Милюкин, сверкнув белками, вышел.
— Так вот, говорю, что хочу принести пользу. Я вдовая бедная женщина, кому не лень, тот и обидит. А что касается Огнивцевой, жены советского летчика, коммуниста, то все могу доложить честь по чести, наслышалась за эти ночи от нее такого, господин комендант, такого...

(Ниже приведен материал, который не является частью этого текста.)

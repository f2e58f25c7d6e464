// (c) Copyright 2026 The changeset authors. All rights reserved.
//! Notifications emitted by buffers.
//!
//! A host that derives state from a buffer (for example a UI binding layer) subscribes here to
//! learn when to re-read it. The buffer never depends on anyone listening.
use ahash::HashMap;
use smallvec::SmallVec;
use std::{cell::RefCell, fmt, rc::Rc};

/// The kind of an [`Event`], used to subscribe.
#[derive(Debug, Clone, Copy, PartialEq, Eq, Hash)]
pub enum EventName {
    BeforeValidation,
    AfterValidation,
    AfterRollback,
    PropertyChanged,
}

/// Something that happened to a buffer.
#[derive(Debug, Clone, PartialEq, Eq)]
pub enum Event {
    /// A validation of `key` is about to run.
    BeforeValidation { key: String },
    /// A validation of `key` has produced an outcome.
    AfterValidation { key: String },
    /// The buffer was rolled back.
    AfterRollback,
    /// The staged state of `key` changed.
    PropertyChanged { key: String },
}

impl Event {
    pub fn name(&self) -> EventName {
        match self {
            Event::BeforeValidation { .. } => EventName::BeforeValidation,
            Event::AfterValidation { .. } => EventName::AfterValidation,
            Event::AfterRollback => EventName::AfterRollback,
            Event::PropertyChanged { .. } => EventName::PropertyChanged,
        }
    }
}

/// Identifies a subscription so it can be removed with [`Notifier::off`].
#[derive(Debug, Clone, Copy, PartialEq, Eq, Hash)]
pub struct ListenerId(u64);

type Listener = Rc<dyn Fn(&Event)>;

#[derive(Default)]
struct Listeners {
    next_id: u64,
    by_name: HashMap<EventName, Vec<(ListenerId, Listener)>>,
}

/// A set of event listeners.
///
/// Clones share the same listeners.
#[derive(Clone, Default)]
pub struct Notifier {
    listeners: Rc<RefCell<Listeners>>,
}

impl fmt::Debug for Notifier {
    fn fmt(&self, f: &mut fmt::Formatter<'_>) -> fmt::Result {
        let listeners = self.listeners.borrow();
        f.debug_struct("Notifier")
            .field("listeners", &listeners.by_name.values().map(Vec::len).sum::<usize>())
            .finish()
    }
}

impl Notifier {
    pub fn new() -> Self {
        Self::default()
    }

    /// Registers `callback` for events named `name`.
    pub fn on(&self, name: EventName, callback: impl Fn(&Event) + 'static) -> ListenerId {
        let mut listeners = self.listeners.borrow_mut();
        let id = ListenerId(listeners.next_id);
        listeners.next_id += 1;
        listeners
            .by_name
            .entry(name)
            .or_default()
            .push((id, Rc::new(callback)));
        id
    }

    /// Removes a subscription. Returns `false` if it was not registered for `name`.
    pub fn off(&self, name: EventName, id: ListenerId) -> bool {
        let mut listeners = self.listeners.borrow_mut();
        let Some(registered) = listeners.by_name.get_mut(&name) else {
            return false;
        };
        let before = registered.len();
        registered.retain(|(other, _)| *other != id);
        before != registered.len()
    }

    /// Calls every listener registered for the event's name, in registration order.
    ///
    /// Listeners may subscribe, unsubscribe or trigger further events while being called.
    pub fn trigger(&self, event: &Event) {
        let listeners: SmallVec<[Listener; 4]> = self
            .listeners
            .borrow()
            .by_name
            .get(&event.name())
            .map(|registered| registered.iter().map(|(_, l)| Rc::clone(l)).collect())
            .unwrap_or_default();
        for listener in listeners {
            listener(event);
        }
    }

    pub fn listener_count(&self, name: EventName) -> usize {
        self.listeners
            .borrow()
            .by_name
            .get(&name)
            .map_or(0, Vec::len)
    }
}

— Да-да, продолжайте, простите, как вас?
— Аделаида Львовна.
— Продолжайте, фрау Аделаида.
— С девчонкой, с поповной, зря вы связались. Глупа она, как и ее матушка попадья. И такая же развратная, как ее мать. Мать-то ее, Феоктиста Савельевна, с цирковым борцом на кладбище, под крестами, грех-то какой...
Комендант оскалился, разговор с фрау Аделаидой его явно заинтересовал.
— Говорите, говорите, да вы садитесь, — он элегантно подставил ей плетеный стул. — Я слушаю, вы мне нравитесь, обаятельная женщина.
— Вот, говорю, зря вы с поповной, глупа. Она, извините, только для постели и создана. А Надежда Огнивцева — это, я вам скажу, орешек, да еще какой. Все как на исповеди. Огнивцева — человек для вас крайне опасный, очень, очень опасный. Она не шпионка, у нее нет ни паролей, ни явок, ни фамилий, ни связных. Нет, нет, она в здешних краях человек чужой; она ярая коммунистка, жена коммуниста; она, если вырвется отсюда, много горя вам причинит. Она так и сказала: «Только бы вырваться, буду сражаться до последней капли крови, буду бить их, извините, гадов...»
— Так и сказала?
— Так и сказала, господин офицер.
— Что же она еще говорила? Не скрывайте, как на исповеди.
— Еще говорила, что вы не оболваненный, не обманутый, а фашист по духу, по своей сути, что вы человеконенавистники, боже мой, что она на вас несла, уму непостижимо. А я люблю Германию, ваш великий народ. О Германия! Страна поэтов и философов, музыкантов и ученых! Я очень люблю Германию, господин немецкий офицер.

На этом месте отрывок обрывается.